Wednesday, October 17, 2012

Existentialism and Christian Zen

This blog is to recommend a short, excellent book by fellow blogger Bill McVey.  Its title is Existentialism and Christian Zen and you can buy it from amazon.com.  Early on McVey establishes the fact that existence precedes essence.  Trained in the tradition of Scholasticism, he renounces it promptly and centers on the reality that we live out our existence every day in anxiety-driven wandering and discover a solution by "reaching into the deepest elements of humanity."  For McVey this is Zen, which "fits will with my heart, mind and most of all my existential wandering soul."

In Zen "we face a similar existential philosophy and therapy, and it is the issue of being and non-being."  In order to experience being at the most profound level, we must first become no-thing, that is, an emptying of our consciousness and returning to our center core of nothingness.  Through the meditative practice of Zen, we rid ourselves of all extraneous thought and descend into the darkness of nothing, or no-thing.  This is not a pathological nothing, that which might be found in neurosis or psychosis, it is a nothingness that one fills up with  key word or phrase, repeated over and over again, that gives the meditating person a sense of complete being, hope, somethingness, an experience of the Divine.

While admitting that Existentialism and Zen are nihilistic in the language of silence, McVey contends that it becomes constructive nihilism based on a constructive mystical nothingness that is filled up with the images of Christ.  Thus, through the practice of Zen, the Christian can fill up his or her own no-thing with a Christian word or phrase, such as the Jesus Prayer.  There is historical precedence found in the teachings of the Spanish mystics of the twelfth century, Teresa of Avila and John of the Cross.

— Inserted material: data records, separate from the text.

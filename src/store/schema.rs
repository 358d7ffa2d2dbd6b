use std::sync::Arc;

use anyhow::{Context, Result};
use arrow_array::{Array, ArrayRef, BooleanArray, Float64Array, RecordBatch, StringArray};
use arrow_schema::{DataType, Field, Schema};
use chrono::{DateTime, SecondsFormat, Utc};
use log::warn;

use crate::domain::{parse_timestamp, EventTuple, TournamentRecord};

/// Column layout shared by both projections. The reduced projection drops
/// the raw payload and the cancellation flag (cancelled rows are filtered
/// out before writing it).
fn fields(reduced: bool) -> Vec<Field> {
    let mut fields = vec![
        Field::new("id", DataType::Utf8, false),
        Field::new("name", DataType::Utf8, false),
    ];
    if !reduced {
        fields.push(Field::new("is_cancelled", DataType::Boolean, false));
    }
    fields.extend([
        Field::new("start_date", DataType::Utf8, true),
        Field::new("end_date", DataType::Utf8, true),
        Field::new("timezone", DataType::Utf8, false),
        Field::new("latitude", DataType::Float64, true),
        Field::new("longitude", DataType::Float64, true),
        Field::new("location", DataType::Utf8, false),
        Field::new("town", DataType::Utf8, false),
        Field::new("county", DataType::Utf8, false),
        Field::new("full_location", DataType::Utf8, false),
        Field::new("tournament_type", DataType::Utf8, false),
        Field::new("tournament_level", DataType::Utf8, false),
        Field::new("entries_close_datetime", DataType::Utf8, true),
        Field::new("registration_timezone", DataType::Utf8, false),
        Field::new("event_tuples", DataType::Utf8, false),
        Field::new("tournament_url", DataType::Utf8, true),
    ]);
    if !reduced {
        fields.push(Field::new("data", DataType::Utf8, false));
    }
    fields.push(Field::new("last_updated", DataType::Utf8, false));
    fields
}

pub fn records_to_batch(records: &[TournamentRecord], reduced: bool) -> Result<RecordBatch> {
    let schema = Arc::new(Schema::new(fields(reduced)));

    let mut columns: Vec<ArrayRef> = vec![
        string_column(records, |r| Some(r.id.clone())),
        string_column(records, |r| Some(r.name.clone())),
    ];
    if !reduced {
        columns.push(Arc::new(BooleanArray::from(
            records.iter().map(|r| r.is_cancelled).collect::<Vec<_>>(),
        )));
    }
    columns.extend([
        string_column(records, |r| r.start_date.map(encode_timestamp)),
        string_column(records, |r| r.end_date.map(encode_timestamp)),
        string_column(records, |r| Some(r.timezone.clone())),
        float_column(records, |r| r.latitude),
        float_column(records, |r| r.longitude),
        string_column(records, |r| Some(r.location.clone())),
        string_column(records, |r| Some(r.town.clone())),
        string_column(records, |r| Some(r.county.clone())),
        string_column(records, |r| Some(r.full_location.clone())),
        string_column(records, |r| Some(r.tournament_type.clone())),
        string_column(records, |r| Some(r.tournament_level.clone())),
        string_column(records, |r| r.entries_close.map(encode_timestamp)),
        string_column(records, |r| Some(r.registration_timezone.clone())),
        string_column(records, |r| Some(encode_events(&r.events))),
        string_column(records, |r| r.tournament_url.clone()),
    ]);
    if !reduced {
        columns.push(string_column(records, |r| Some(r.raw.clone())));
    }
    columns.push(string_column(records, |r| Some(encode_timestamp(r.last_updated))));

    RecordBatch::try_new(schema, columns).context("Failed to build tournament record batch")
}

pub fn batch_to_records(batch: &RecordBatch) -> Vec<TournamentRecord> {
    (0..batch.num_rows()).map(|row| read_row(batch, row)).collect()
}

fn read_row(batch: &RecordBatch, row: usize) -> TournamentRecord {
    TournamentRecord {
        id: string_value(batch, "id", row).unwrap_or_default(),
        name: string_value(batch, "name", row).unwrap_or_default(),
        // Absent in the reduced projection, which holds no cancelled rows.
        is_cancelled: bool_value(batch, "is_cancelled", row).unwrap_or(false),
        start_date: timestamp_value(batch, "start_date", row),
        end_date: timestamp_value(batch, "end_date", row),
        timezone: string_value(batch, "timezone", row).unwrap_or_default(),
        latitude: float_value(batch, "latitude", row),
        longitude: float_value(batch, "longitude", row),
        location: string_value(batch, "location", row).unwrap_or_default(),
        town: string_value(batch, "town", row).unwrap_or_default(),
        county: string_value(batch, "county", row).unwrap_or_default(),
        full_location: string_value(batch, "full_location", row).unwrap_or_default(),
        tournament_type: string_value(batch, "tournament_type", row).unwrap_or_default(),
        tournament_level: string_value(batch, "tournament_level", row).unwrap_or_default(),
        entries_close: timestamp_value(batch, "entries_close_datetime", row),
        registration_timezone: string_value(batch, "registration_timezone", row).unwrap_or_default(),
        events: decode_events(string_value(batch, "event_tuples", row).as_deref()),
        tournament_url: string_value(batch, "tournament_url", row),
        raw: string_value(batch, "data", row).unwrap_or_default(),
        last_updated: timestamp_value(batch, "last_updated", row).unwrap_or_else(Utc::now),
    }
}

// --- Column Encoding ---

fn string_column<F>(records: &[TournamentRecord], get: F) -> ArrayRef
where
    F: Fn(&TournamentRecord) -> Option<String>,
{
    Arc::new(StringArray::from(
        records.iter().map(&get).collect::<Vec<Option<String>>>(),
    ))
}

fn float_column<F>(records: &[TournamentRecord], get: F) -> ArrayRef
where
    F: Fn(&TournamentRecord) -> Option<f64>,
{
    Arc::new(Float64Array::from(
        records.iter().map(&get).collect::<Vec<Option<f64>>>(),
    ))
}

fn encode_timestamp(dt: DateTime<Utc>) -> String {
    dt.to_rfc3339_opts(SecondsFormat::Secs, true)
}

fn encode_events(events: &[EventTuple]) -> String {
    serde_json::to_string(events).unwrap_or_else(|_| "[]".to_string())
}

fn decode_events(encoded: Option<&str>) -> Vec<EventTuple> {
    let Some(encoded) = encoded else {
        return Vec::new();
    };
    serde_json::from_str(encoded).unwrap_or_else(|e| {
        warn!("Discarding unreadable event tuples column value: {e}");
        Vec::new()
    })
}

// --- Column Decoding ---

fn string_value(batch: &RecordBatch, name: &str, row: usize) -> Option<String> {
    let column = batch.column_by_name(name)?;
    let array = column.as_any().downcast_ref::<StringArray>()?;
    if array.is_null(row) {
        return None;
    }
    Some(array.value(row).to_string())
}

fn bool_value(batch: &RecordBatch, name: &str, row: usize) -> Option<bool> {
    let column = batch.column_by_name(name)?;
    let array = column.as_any().downcast_ref::<BooleanArray>()?;
    if array.is_null(row) {
        return None;
    }
    Some(array.value(row))
}

fn float_value(batch: &RecordBatch, name: &str, row: usize) -> Option<f64> {
    let column = batch.column_by_name(name)?;
    let array = column.as_any().downcast_ref::<Float64Array>()?;
    if array.is_null(row) {
        return None;
    }
    Some(array.value(row))
}

fn timestamp_value(batch: &RecordBatch, name: &str, row: usize) -> Option<DateTime<Utc>> {
    string_value(batch, name, row).and_then(|s| parse_timestamp(&s))
}
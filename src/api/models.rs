use serde::Serialize;
use serde_json::Value;

use crate::config::COMPETITIONS_BASE_URL;

/// One tournament pin for the map view, built from the raw payload.
#[derive(Debug, Serialize)]
#[serde(rename_all = "camelCase")]
pub struct MapTournament {
    pub id: Option<String>,
    pub name: Option<String>,
    pub latitude: f64,
    pub longitude: f64,
    pub start_date: Option<String>,
    pub end_date: Option<String>,
    pub entries_close_date_time: Option<String>,
    pub location: String,
    pub categories: Vec<String>,
    pub url: Option<String>,
    pub level: String,
    pub events: Vec<EventDetail>,
}

#[derive(Debug, Serialize)]
#[serde(rename_all = "camelCase")]
pub struct EventDetail {
    pub surface: Option<String>,
    pub court_location: Option<String>,
    pub gender: Option<String>,
    pub event_type: Option<String>,
    pub tods_code: Option<String>,
}

impl MapTournament {
    /// Serialize a raw tournament for the map. Returns `None` when the
    /// payload has no coordinates; callers skip those rows.
    pub fn from_raw(raw: &Value) -> Option<Self> {
        let geo = &raw["location"]["geo"];
        let latitude = geo["latitude"].as_f64()?;
        let longitude = geo["longitude"].as_f64()?;

        Some(Self {
            id: raw["id"].as_str().map(str::to_string),
            name: raw["name"].as_str().map(str::to_string),
            latitude,
            longitude,
            start_date: raw["timeZoneStartDateTime"].as_str().map(str::to_string),
            end_date: raw["timeZoneEndDateTime"].as_str().map(str::to_string),
            entries_close_date_time: raw["registrationRestrictions"]["entriesCloseDateTime"]
                .as_str()
                .map(str::to_string),
            location: location_summary(raw),
            categories: level_categories(raw),
            url: competition_url(raw),
            level: trimmed(&raw["level"]["name"]).unwrap_or_default(),
            events: event_details(raw),
        })
    }
}

/// "venue, town, state" with empty parts dropped.
fn location_summary(raw: &Value) -> String {
    let parts = [
        trimmed(&raw["location"]["name"]),
        trimmed(&raw["primaryLocation"]["town"]),
        trimmed(&raw["primaryLocation"]["county"]),
    ];
    parts.into_iter().flatten().collect::<Vec<_>>().join(", ")
}

/// Title-cased names from `levelCategories`, e.g. ["junior"] -> ["Junior"].
fn level_categories(raw: &Value) -> Vec<String> {
    raw["levelCategories"]
        .as_array()
        .map(|categories| {
            categories
                .iter()
                .filter_map(|entry| trimmed(&entry["name"]))
                .map(|name| title_case(&name))
                .collect()
        })
        .unwrap_or_default()
}

fn event_details(raw: &Value) -> Vec<EventDetail> {
    raw["events"]
        .as_array()
        .map(|events| {
            events
                .iter()
                .filter(|event| event.is_object())
                .map(|event| EventDetail {
                    surface: trimmed(&event["surface"]),
                    court_location: trimmed(&event["courtLocation"]),
                    gender: trimmed(&event["division"]["gender"]),
                    event_type: trimmed(&event["division"]["eventType"]),
                    tods_code: trimmed(&event["division"]["ageCategory"]["todsCode"]),
                })
                .collect()
        })
        .unwrap_or_default()
}

/// Public competition page link; needs both the org slug and the url path.
fn competition_url(raw: &Value) -> Option<String> {
    let path = trimmed(&raw["url"])?;
    let slug = trimmed(&raw["organization"]["urlSegment"])?;
    Some(format!("{COMPETITIONS_BASE_URL}{slug}{path}"))
}

fn trimmed(value: &Value) -> Option<String> {
    value
        .as_str()
        .map(str::trim)
        .filter(|s| !s.is_empty())
        .map(str::to_string)
}

fn title_case(text: &str) -> String {
    text.split_whitespace()
        .map(|word| {
            let mut chars = word.chars();
            match chars.next() {
                Some(first) => {
                    first.to_uppercase().collect::<String>() + &chars.as_str().to_lowercase()
                }
                None => String::new(),
            }
        })
        .collect::<Vec<_>>()
        .join(" ")
}
use chrono::NaiveDate;

use crate::domain::TournamentRecord;

/// Named filter criteria, combined with logical AND. Every criterion is
/// optional; an absent criterion matches all rows.
#[derive(Debug, Clone, Default)]
pub struct TournamentFilters {
    /// Exact match against the stored (raw-cased) type. `Some("")` matches
    /// rows with an empty type, which is distinct from the criterion being
    /// absent.
    pub tournament_type: Option<String>,
    /// Case-insensitive set membership; an empty list means no criterion.
    pub tournament_levels: Vec<String>,
    pub event_gender: Option<String>,
    pub event_type: Option<String>,
    /// Inclusive lower bound on the row's start date (date-only).
    pub start_date: Option<NaiveDate>,
    /// Inclusive upper bound, applied to the row's START date. This mirrors
    /// the source system: it selects tournaments starting within the window,
    /// not tournaments ending by the bound. Preserved for compatibility.
    pub end_date: Option<NaiveDate>,
}

/// Narrow a row set by the given criteria and sort it ascending by start
/// date (rows without a start date sort last).
pub fn apply(rows: Vec<TournamentRecord>, filters: &TournamentFilters) -> Vec<TournamentRecord> {
    let mut rows: Vec<TournamentRecord> = rows
        .into_iter()
        .filter(|row| matches(row, filters))
        .collect();
    sort_by_start_date(&mut rows);
    rows
}

pub fn sort_by_start_date(rows: &mut [TournamentRecord]) {
    rows.sort_by_key(|row| (row.start_date.is_none(), row.start_date));
}

fn matches(row: &TournamentRecord, filters: &TournamentFilters) -> bool {
    matches_type(row, filters.tournament_type.as_deref())
        && matches_levels(row, &filters.tournament_levels)
        && matches_event(
            row,
            non_empty(filters.event_gender.as_deref()),
            non_empty(filters.event_type.as_deref()),
        )
        && matches_date_window(row, filters.start_date, filters.end_date)
}

fn non_empty(criterion: Option<&str>) -> Option<&str> {
    criterion.filter(|value| !value.is_empty())
}

fn matches_type(row: &TournamentRecord, criterion: Option<&str>) -> bool {
    match criterion {
        None => true,
        Some("") => row.tournament_type.is_empty(),
        Some(wanted) => row.tournament_type == wanted,
    }
}

fn matches_levels(row: &TournamentRecord, levels: &[String]) -> bool {
    if levels.is_empty() {
        return true;
    }
    levels
        .iter()
        .any(|level| level.eq_ignore_ascii_case(&row.tournament_level))
}

/// A row matches when any single event tuple satisfies the given gender
/// and/or event type. Gender-only, type-only, and both-specified are
/// three distinct predicates; both-specified requires the exact pair.
fn matches_event(row: &TournamentRecord, gender: Option<&str>, event_type: Option<&str>) -> bool {
    match (gender, event_type) {
        (None, None) => true,
        (Some(g), None) => row.events.iter().any(|t| t.gender == g),
        (None, Some(e)) => row.events.iter().any(|t| t.event_type == e),
        (Some(g), Some(e)) => row.events.iter().any(|t| t.gender == g && t.event_type == e),
    }
}

fn matches_date_window(
    row: &TournamentRecord,
    lower: Option<NaiveDate>,
    upper: Option<NaiveDate>,
) -> bool {
    if lower.is_none() && upper.is_none() {
        return true;
    }
    // Date-bound criteria compare date parts only; rows without a start
    // date fail any bound.
    let Some(start) = row.start_date.map(|dt| dt.date_naive()) else {
        return false;
    };
    if lower.is_some_and(|bound| start < bound) {
        return false;
    }
    if upper.is_some_and(|bound| start > bound) {
        return false;
    }
    true
}
pub mod api;
pub mod cli;
pub mod config;
pub mod dashboard;
pub mod domain;
pub mod fetchers;
pub mod filter;
pub mod http;
pub mod pagination;
pub mod rate_limiter;
pub mod services;
pub mod store;

use anyhow::Result;
use clap::Parser;
use cli::Cli;

use crate::cli::Command;
use crate::config::AppConfig;
use crate::services::ingestion::IngestionService;
use crate::services::server::ServerService;

pub fn interpret() -> Command {
    let cli = Cli::parse();
    cli.command
}

pub fn handle_update(max_pages: usize, min_delay: f64, max_delay: f64) -> Result<()> {
    let runtime = tokio::runtime::Runtime::new()?;
    runtime.block_on(async {
        let config = AppConfig::new();
        let mut service = IngestionService::new(&config, max_pages, min_delay, max_delay)?;
        service.run().await
    })
}

pub fn handle_serve(port: u16) -> Result<()> {
    let runtime = tokio::runtime::Runtime::new()?;
    runtime.block_on(async {
        let config = AppConfig::new();
        let service = ServerService::new(port, config);
        service.run().await
    })
}

pub fn handle_dashboard() -> Result<()> {
    let config = AppConfig::new();
    dashboard::run(&config)
}
mod iterator;

pub use iterator::PageIterator;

When McVey teaches Christian Zen, he teaches the beliefs of Buddhism, i.e. "I take refuge in the Dharma (the way), I take refuges in the Sangha (my spiritual companions)".  I then explain that we will change these beliefs to:  "I take refuge in the Christ nature; I take refuge in the way of Christ; I take refuge in my spiritual community."

This important contribution to Christian spirituality is a mere 93 pages and well worth the read.  Amazon has very good prices.  Check it out.